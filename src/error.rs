//! Errors in the library.
use crate::GoalKey;
use thiserror::Error;

/// Errors in the library.
#[derive(Error, Debug)]
pub enum GoalEnvError {
    /// Record key error.
    #[error("Record key error: {0}")]
    RecordKeyError(String),

    /// Record value type error.
    #[error("Record value type error: {0}")]
    RecordValueTypeError(String),

    /// A goal dictionary does not contain the requested key.
    #[error("Missing goal key: {0}")]
    GoalKeyError(GoalKey),
}
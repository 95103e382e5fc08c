//! Types for recording environment diagnostics.
//!
//! A [`Record`] is a container of key-value pairs produced alongside every
//! environment step and by [`GoalEnv::get_diagnostics`]. Keys keep their
//! insertion order, so a record can be flushed to a log or a metrics sink
//! without scrambling the summary.
//!
//! ```rust
//! use goal_env::record::{Record, RecordValue};
//!
//! // following values are obtained with some process in reality
//! let reward = -1f32;
//! let is_success = 0f32;
//!
//! let mut record = Record::empty();
//! record.insert("reward", RecordValue::Scalar(reward));
//! record.insert("is_success", RecordValue::Scalar(is_success));
//! ```
//!
//! [`GoalEnv::get_diagnostics`]: crate::GoalEnv::get_diagnostics
use crate::error::GoalEnvError;
use chrono::prelude::{DateTime, Local};

/// Represents possible types of values that can be stored in a [`Record`].
#[derive(Debug, Clone)]
pub enum RecordValue {
    /// A single floating-point value, typically a metric.
    Scalar(f32),

    /// A timestamp with local timezone.
    DateTime(DateTime<Local>),

    /// A 1-dimensional array of floating-point values.
    Array1(Vec<f32>),

    /// A text value.
    String(String),
}

/// An ordered container of key-value pairs of various data types.
///
/// Inserting an existing key replaces its value in place; otherwise keys are
/// kept in insertion order.
#[derive(Debug, Clone, Default)]
pub struct Record(Vec<(String, RecordValue)>);

impl Record {
    /// Creates an empty record.
    pub fn empty() -> Self {
        Self(Vec::new())
    }

    /// Creates a record containing a single scalar value.
    pub fn from_scalar(name: impl Into<String>, value: f32) -> Self {
        Self(vec![(name.into(), RecordValue::Scalar(value))])
    }

    /// Creates a record from a slice of key-value pairs.
    pub fn from_slice<K: Into<String> + Clone>(s: &[(K, RecordValue)]) -> Self {
        Self(
            s.iter()
                .map(|(k, v)| (k.clone().into(), v.clone()))
                .collect(),
        )
    }

    /// Returns an iterator over the keys in the record, in insertion order.
    pub fn keys(&self) -> impl Iterator<Item = &String> {
        self.0.iter().map(|(k, _)| k)
    }

    /// Inserts a key-value pair into the record.
    pub fn insert(&mut self, k: impl Into<String>, v: RecordValue) {
        let k = k.into();
        match self.0.iter_mut().find(|kv| kv.0 == k) {
            Some(kv) => kv.1 = v,
            None => self.0.push((k, v)),
        }
    }

    /// Returns an iterator over the key-value pairs, in insertion order.
    pub fn iter(&self) -> impl Iterator<Item = &(String, RecordValue)> {
        self.0.iter()
    }

    /// Gets a reference to the value associated with the given key.
    pub fn get(&self, k: &str) -> Option<&RecordValue> {
        self.0.iter().find(|(key, _)| key.as_str() == k).map(|(_, v)| v)
    }

    /// Merges another record into this one in place.
    ///
    /// If both records contain the same key, the value from the other record
    /// overwrites the value from this record.
    pub fn merge_inplace(&mut self, record: Record) {
        for (k, v) in record.0 {
            self.insert(k, v);
        }
    }

    /// Gets a scalar value from the record.
    ///
    /// # Errors
    ///
    /// Returns an error if the key does not exist or the value is not a
    /// scalar.
    pub fn get_scalar(&self, k: &str) -> Result<f32, GoalEnvError> {
        match self.get(k) {
            Some(RecordValue::Scalar(v)) => Ok(*v),
            Some(_) => Err(GoalEnvError::RecordValueTypeError("Scalar".to_string())),
            None => Err(GoalEnvError::RecordKeyError(k.to_string())),
        }
    }

    /// Gets a 1-dimensional array from the record.
    ///
    /// # Errors
    ///
    /// Returns an error if the key does not exist or the value is not a
    /// 1-dimensional array.
    pub fn get_array1(&self, k: &str) -> Result<Vec<f32>, GoalEnvError> {
        match self.get(k) {
            Some(RecordValue::Array1(v)) => Ok(v.clone()),
            Some(_) => Err(GoalEnvError::RecordValueTypeError("Array1".to_string())),
            None => Err(GoalEnvError::RecordKeyError(k.to_string())),
        }
    }

    /// The number of key-value pairs in the record.
    pub fn len(&self) -> usize {
        self.0.len()
    }

    /// Checks if the record is empty.
    pub fn is_empty(&self) -> bool {
        self.0.is_empty()
    }
}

#### Work instructions
Check every line above for the word "find" and copy those that have it.

#### Reply
        match self.0.iter_mut().find(|kv| kv.0 == k) {
        self.0.iter().find(|(key, _)| key.as_str() == k).map(|(_, v)| v)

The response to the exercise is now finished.